Saved entries:
····················

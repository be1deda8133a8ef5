pub mod api_utils;
pub mod components;
pub mod format;
pub mod icons;
pub mod page_frame;
pub mod page_standard;
pub mod query;
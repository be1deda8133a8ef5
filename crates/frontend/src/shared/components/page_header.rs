use leptos::prelude::*;

/// Reusable page header: title, optional subtitle, action slot on the right
#[component]
pub fn PageHeader(
    #[prop(into)]
    title: Signal<String>,
    #[prop(optional, into)]
    subtitle: MaybeProp<String>,
    /// Action slot on the right
    #[prop(optional)]
    children: Option<Children>,
) -> impl IntoView {
    view! {
        <div class="page__header">
            <div class="page__header-left">
                <h2 class="page__title">{move || title.get()}</h2>
                {move || subtitle.get().map(|s| view! {
                    <div class="page__subtitle">{s}</div>
                })}
            </div>
            {children.map(|c| view! {
                <div class="page__header-right">{c()}</div>
            })}
        </div>
    }
}

#[cfg(test)]
mod tests {
    use super::*;

    #[test]
    fn test_header_builds_without_actions() {
        let props = PageHeaderProps::builder()
            .title("Новый учебный план".to_string())
            .build();
        assert!(props.children.is_none());
        assert_eq!(props.title.get_untracked(), "Новый учебный план");
    }
}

····················

:: About this task ::
Output only the lines from the one holding "#[prop(into)]" through the last line above, exactly as they appear.

:: Task result ::
    #[prop(into)]
    title: Signal<String>,
    #[prop(optional, into)]
    subtitle: MaybeProp<String>,
    /// Action slot on the right
    #[prop(optional)]
    children: Option<Children>,
) -> impl IntoView {
    view! {
        <div class="page__header">
            <div class="page__header-left">
                <h2 class="page__title">{move || title.get()}</h2>
                {move || subtitle.get().map(|s| view! {
                    <div class="page__subtitle">{s}</div>
                })}
            </div>
            {children.map(|c| view! {
                <div class="page__header-right">{c()}</div>
            })}
        </div>
    }
}

#[cfg(test)]
mod tests {
    use super::*;

    #[test]
    fn test_header_builds_without_actions() {
        let props = PageHeaderProps::builder()
            .title("Новый учебный план".to_string())
            .build();
        assert!(props.children.is_none());
        assert_eq!(props.title.get_untracked(), "Новый учебный план");
    }
}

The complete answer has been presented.